[Saved data entries]
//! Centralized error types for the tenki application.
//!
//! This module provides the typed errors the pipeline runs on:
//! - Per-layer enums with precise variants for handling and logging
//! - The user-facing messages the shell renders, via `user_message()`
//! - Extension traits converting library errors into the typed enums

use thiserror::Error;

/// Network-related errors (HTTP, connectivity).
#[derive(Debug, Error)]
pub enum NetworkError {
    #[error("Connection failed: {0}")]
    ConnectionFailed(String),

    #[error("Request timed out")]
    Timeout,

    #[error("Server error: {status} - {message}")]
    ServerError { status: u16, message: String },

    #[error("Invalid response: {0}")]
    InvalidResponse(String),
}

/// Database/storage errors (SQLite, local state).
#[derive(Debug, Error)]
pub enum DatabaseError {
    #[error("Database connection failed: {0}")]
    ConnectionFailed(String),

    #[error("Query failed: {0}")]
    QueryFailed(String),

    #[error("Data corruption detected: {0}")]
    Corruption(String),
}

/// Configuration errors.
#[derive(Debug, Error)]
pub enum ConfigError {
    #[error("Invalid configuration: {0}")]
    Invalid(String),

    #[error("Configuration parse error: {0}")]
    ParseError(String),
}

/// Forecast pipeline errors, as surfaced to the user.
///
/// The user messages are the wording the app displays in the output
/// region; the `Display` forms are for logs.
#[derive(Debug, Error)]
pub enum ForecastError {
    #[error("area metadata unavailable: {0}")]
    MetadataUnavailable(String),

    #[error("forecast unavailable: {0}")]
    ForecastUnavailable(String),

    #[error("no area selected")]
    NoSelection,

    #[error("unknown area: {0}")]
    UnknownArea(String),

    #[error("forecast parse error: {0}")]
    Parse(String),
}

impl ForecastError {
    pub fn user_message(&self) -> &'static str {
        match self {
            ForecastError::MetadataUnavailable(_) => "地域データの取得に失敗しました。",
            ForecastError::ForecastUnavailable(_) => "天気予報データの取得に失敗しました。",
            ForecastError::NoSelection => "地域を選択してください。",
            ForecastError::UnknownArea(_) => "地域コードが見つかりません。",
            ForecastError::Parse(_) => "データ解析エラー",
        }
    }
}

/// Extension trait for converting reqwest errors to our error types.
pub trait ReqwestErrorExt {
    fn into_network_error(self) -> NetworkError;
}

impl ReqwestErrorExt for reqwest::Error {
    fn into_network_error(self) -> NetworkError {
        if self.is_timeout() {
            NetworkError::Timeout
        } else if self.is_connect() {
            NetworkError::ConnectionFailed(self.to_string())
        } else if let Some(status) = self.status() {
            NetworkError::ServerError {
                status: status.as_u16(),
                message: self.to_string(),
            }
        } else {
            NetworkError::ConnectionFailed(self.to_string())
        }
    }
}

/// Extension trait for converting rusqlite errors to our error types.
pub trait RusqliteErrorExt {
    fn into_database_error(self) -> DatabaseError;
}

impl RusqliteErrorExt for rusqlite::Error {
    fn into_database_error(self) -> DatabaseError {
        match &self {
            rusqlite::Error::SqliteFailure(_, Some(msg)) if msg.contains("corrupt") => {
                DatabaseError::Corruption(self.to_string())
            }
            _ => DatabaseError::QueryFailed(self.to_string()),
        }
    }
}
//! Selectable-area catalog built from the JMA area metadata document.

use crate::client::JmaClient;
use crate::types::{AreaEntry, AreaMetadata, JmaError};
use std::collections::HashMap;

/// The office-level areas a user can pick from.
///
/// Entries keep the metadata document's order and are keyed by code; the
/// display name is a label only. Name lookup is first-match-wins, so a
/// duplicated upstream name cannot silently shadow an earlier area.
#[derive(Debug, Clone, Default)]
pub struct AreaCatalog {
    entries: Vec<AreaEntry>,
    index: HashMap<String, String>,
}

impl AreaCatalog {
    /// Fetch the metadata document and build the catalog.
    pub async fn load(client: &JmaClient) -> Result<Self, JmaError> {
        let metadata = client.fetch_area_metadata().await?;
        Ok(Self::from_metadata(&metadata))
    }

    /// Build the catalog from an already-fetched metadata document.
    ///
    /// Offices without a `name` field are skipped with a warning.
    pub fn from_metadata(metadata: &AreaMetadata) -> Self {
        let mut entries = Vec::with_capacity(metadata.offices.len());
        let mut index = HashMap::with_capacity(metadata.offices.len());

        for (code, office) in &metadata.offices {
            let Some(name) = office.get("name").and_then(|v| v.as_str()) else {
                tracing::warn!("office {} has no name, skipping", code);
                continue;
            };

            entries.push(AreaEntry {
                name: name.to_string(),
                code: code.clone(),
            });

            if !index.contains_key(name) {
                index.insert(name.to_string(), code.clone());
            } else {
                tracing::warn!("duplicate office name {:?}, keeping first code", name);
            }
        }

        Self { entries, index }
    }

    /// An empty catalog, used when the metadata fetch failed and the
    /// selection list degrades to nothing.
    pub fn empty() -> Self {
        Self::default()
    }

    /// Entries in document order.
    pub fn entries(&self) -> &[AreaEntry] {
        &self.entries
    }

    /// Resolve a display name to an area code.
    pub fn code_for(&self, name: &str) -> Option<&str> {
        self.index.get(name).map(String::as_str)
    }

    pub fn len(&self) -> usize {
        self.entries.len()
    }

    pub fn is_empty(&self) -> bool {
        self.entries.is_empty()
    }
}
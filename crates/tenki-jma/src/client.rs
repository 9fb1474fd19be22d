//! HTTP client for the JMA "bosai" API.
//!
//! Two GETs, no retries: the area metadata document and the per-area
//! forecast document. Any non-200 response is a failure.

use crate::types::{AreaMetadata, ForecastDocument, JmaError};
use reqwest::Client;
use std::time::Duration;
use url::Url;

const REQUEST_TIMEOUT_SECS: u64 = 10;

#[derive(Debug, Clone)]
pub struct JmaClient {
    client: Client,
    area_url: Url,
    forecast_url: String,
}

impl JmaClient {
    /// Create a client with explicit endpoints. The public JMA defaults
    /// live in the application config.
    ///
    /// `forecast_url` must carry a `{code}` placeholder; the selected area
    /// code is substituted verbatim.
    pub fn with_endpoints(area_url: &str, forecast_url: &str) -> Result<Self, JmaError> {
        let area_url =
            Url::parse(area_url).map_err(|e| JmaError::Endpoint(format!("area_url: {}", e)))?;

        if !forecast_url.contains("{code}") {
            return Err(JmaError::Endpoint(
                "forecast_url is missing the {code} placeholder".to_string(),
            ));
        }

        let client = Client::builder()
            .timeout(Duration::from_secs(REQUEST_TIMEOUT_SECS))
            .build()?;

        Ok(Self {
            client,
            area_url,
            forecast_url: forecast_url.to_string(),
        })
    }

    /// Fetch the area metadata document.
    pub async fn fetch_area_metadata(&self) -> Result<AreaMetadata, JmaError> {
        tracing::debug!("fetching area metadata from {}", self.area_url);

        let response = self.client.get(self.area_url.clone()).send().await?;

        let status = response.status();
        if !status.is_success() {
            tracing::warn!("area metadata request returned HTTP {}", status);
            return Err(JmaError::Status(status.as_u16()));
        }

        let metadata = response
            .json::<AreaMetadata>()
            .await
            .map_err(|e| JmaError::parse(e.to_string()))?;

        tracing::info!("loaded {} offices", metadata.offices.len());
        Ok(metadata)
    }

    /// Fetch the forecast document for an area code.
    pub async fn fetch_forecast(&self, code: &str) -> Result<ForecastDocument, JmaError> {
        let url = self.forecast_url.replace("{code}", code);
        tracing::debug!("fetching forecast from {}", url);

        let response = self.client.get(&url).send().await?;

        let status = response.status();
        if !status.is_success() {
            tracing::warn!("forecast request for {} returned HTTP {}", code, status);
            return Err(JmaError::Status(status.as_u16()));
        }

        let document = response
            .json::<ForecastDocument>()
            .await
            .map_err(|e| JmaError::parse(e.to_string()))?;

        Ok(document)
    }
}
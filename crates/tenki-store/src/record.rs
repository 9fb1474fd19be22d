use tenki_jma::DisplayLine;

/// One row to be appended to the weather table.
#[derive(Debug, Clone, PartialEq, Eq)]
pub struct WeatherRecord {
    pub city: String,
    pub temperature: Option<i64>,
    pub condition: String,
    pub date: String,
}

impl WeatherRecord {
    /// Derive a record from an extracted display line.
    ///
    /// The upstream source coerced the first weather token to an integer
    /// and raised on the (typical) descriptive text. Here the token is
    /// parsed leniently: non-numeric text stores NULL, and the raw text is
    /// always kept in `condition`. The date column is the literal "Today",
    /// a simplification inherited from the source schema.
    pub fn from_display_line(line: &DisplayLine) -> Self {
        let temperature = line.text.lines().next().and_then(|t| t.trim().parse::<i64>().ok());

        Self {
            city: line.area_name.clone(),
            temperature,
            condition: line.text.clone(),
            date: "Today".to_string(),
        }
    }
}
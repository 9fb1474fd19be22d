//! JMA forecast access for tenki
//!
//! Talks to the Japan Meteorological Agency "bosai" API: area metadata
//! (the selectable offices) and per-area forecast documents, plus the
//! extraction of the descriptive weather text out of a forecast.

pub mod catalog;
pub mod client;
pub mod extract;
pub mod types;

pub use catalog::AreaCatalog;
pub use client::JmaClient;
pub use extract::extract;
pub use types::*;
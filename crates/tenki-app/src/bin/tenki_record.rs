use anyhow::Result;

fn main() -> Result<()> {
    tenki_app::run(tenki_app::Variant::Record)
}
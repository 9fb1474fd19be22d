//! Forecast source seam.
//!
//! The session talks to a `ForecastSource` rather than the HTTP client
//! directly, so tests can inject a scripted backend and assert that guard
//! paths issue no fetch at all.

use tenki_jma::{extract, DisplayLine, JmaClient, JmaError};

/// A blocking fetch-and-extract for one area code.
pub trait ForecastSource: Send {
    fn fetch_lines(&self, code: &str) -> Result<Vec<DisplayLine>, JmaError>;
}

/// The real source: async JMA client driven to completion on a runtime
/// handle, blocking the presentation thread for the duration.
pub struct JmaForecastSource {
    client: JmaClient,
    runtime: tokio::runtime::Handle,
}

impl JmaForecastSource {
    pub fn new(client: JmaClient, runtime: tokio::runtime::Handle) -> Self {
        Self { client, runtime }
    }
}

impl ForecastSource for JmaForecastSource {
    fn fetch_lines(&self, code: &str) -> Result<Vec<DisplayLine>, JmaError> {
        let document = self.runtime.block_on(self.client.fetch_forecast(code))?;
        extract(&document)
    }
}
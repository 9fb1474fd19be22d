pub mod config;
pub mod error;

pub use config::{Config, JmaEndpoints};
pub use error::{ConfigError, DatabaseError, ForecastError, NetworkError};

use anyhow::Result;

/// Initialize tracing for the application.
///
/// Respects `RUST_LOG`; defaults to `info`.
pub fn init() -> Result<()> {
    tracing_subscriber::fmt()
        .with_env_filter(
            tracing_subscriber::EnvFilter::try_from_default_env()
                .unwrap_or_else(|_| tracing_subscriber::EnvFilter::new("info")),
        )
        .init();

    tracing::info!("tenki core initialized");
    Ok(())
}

---

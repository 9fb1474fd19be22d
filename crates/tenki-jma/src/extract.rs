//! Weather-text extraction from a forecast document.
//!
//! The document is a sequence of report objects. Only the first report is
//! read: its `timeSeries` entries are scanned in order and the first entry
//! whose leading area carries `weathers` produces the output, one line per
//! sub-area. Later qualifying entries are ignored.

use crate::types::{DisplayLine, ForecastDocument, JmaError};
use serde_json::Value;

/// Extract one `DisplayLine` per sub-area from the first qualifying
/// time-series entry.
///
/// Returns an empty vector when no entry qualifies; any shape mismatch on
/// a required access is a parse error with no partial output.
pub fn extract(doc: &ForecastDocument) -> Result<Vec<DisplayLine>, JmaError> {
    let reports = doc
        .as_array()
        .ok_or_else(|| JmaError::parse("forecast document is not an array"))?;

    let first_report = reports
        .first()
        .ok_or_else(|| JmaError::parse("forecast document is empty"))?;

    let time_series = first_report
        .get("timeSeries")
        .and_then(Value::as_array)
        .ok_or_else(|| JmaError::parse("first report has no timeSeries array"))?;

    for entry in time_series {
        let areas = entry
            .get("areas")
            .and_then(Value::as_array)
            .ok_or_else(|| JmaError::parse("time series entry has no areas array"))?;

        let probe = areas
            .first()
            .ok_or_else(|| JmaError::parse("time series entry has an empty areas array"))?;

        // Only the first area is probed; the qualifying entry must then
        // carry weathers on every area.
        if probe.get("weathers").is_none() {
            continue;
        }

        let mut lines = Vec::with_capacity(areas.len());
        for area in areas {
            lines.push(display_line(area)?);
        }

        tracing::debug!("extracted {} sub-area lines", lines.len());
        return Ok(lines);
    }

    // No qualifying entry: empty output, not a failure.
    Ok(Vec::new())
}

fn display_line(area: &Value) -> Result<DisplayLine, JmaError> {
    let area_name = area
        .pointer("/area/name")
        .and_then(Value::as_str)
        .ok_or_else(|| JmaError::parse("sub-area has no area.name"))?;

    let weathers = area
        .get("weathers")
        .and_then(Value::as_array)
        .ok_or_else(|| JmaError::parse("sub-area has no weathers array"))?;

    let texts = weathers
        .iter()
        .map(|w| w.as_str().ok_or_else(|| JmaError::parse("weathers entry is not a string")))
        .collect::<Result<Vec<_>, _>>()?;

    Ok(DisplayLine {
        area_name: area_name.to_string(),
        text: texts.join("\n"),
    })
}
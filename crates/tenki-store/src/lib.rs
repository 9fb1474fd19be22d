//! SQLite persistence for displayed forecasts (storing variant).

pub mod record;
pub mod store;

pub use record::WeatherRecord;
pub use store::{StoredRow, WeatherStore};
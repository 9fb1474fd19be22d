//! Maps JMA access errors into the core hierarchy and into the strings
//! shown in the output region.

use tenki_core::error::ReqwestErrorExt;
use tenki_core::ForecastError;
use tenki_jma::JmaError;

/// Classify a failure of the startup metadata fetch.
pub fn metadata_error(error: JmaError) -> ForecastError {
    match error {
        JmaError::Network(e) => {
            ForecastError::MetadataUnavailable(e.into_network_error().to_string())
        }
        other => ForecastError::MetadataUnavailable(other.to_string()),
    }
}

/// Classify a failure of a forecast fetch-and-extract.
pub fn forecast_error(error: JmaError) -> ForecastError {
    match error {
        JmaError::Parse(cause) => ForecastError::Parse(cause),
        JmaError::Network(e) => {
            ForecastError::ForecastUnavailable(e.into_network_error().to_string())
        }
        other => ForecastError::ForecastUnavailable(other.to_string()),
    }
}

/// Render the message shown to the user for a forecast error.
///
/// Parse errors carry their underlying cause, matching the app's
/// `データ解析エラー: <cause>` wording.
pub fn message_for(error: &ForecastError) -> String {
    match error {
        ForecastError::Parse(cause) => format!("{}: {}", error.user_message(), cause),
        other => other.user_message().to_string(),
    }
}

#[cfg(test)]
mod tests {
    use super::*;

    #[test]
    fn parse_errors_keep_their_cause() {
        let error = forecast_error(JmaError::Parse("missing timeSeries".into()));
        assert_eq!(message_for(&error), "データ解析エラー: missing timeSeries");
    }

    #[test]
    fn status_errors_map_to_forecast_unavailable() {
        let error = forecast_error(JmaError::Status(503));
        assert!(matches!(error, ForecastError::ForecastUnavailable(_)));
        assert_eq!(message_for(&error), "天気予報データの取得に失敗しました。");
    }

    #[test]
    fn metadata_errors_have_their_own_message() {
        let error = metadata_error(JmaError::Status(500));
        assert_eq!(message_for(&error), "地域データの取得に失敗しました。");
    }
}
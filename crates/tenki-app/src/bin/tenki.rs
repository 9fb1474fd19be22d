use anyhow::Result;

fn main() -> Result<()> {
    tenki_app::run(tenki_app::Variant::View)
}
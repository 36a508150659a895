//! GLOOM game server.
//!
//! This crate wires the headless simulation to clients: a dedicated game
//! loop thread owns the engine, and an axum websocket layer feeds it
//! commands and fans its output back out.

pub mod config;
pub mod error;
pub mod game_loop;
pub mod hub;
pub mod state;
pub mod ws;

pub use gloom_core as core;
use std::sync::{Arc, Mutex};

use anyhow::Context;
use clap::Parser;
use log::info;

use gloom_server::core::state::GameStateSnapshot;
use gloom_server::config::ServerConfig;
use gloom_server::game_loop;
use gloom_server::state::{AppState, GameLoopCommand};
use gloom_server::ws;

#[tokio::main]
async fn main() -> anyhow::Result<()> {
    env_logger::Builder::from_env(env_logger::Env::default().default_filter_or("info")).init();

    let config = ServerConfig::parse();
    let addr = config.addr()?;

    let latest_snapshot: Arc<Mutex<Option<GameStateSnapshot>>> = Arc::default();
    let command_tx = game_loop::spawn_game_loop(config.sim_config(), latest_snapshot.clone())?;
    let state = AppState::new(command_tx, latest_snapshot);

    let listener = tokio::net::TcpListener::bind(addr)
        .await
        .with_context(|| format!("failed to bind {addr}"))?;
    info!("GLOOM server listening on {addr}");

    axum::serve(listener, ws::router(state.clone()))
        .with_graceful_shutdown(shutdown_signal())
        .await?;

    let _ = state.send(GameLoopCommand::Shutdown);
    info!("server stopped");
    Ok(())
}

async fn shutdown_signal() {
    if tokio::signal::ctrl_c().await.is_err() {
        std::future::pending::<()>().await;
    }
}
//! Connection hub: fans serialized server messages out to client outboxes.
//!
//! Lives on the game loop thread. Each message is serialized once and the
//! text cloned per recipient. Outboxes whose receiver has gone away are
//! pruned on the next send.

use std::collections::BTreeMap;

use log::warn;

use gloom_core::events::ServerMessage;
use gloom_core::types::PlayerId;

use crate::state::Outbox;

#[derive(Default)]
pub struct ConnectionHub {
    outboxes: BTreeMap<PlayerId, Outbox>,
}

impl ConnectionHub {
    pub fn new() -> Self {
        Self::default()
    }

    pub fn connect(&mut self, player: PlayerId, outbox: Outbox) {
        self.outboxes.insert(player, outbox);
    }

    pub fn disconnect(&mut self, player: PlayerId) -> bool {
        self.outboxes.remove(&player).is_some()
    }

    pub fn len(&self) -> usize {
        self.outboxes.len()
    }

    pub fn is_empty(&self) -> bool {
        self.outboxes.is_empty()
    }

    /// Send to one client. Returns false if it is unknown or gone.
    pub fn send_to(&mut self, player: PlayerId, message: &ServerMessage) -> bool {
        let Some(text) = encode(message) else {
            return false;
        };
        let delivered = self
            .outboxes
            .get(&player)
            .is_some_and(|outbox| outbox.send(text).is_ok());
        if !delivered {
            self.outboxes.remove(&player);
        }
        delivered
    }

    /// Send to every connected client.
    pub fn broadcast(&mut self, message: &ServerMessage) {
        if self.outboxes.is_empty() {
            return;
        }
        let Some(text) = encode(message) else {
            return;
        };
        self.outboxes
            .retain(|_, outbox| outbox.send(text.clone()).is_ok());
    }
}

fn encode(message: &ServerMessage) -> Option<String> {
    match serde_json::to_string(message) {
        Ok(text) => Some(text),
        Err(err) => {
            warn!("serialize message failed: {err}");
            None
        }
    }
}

WHAT YOU HAVE TO DO.
Working from the data above, extract solely the lines from the one containing "the tenki application." through the one containing "errors (HTTP, connectivity).", exactly as they appear, both included.

RESPONSE BOX.
//! Centralized error types for the tenki application.
//!
//! This module provides the typed errors the pipeline runs on:
//! - Per-layer enums with precise variants for handling and logging
//! - The user-facing messages the shell renders, via `user_message()`
//! - Extension traits converting library errors into the typed enums

use thiserror::Error;

/// Network-related errors (HTTP, connectivity).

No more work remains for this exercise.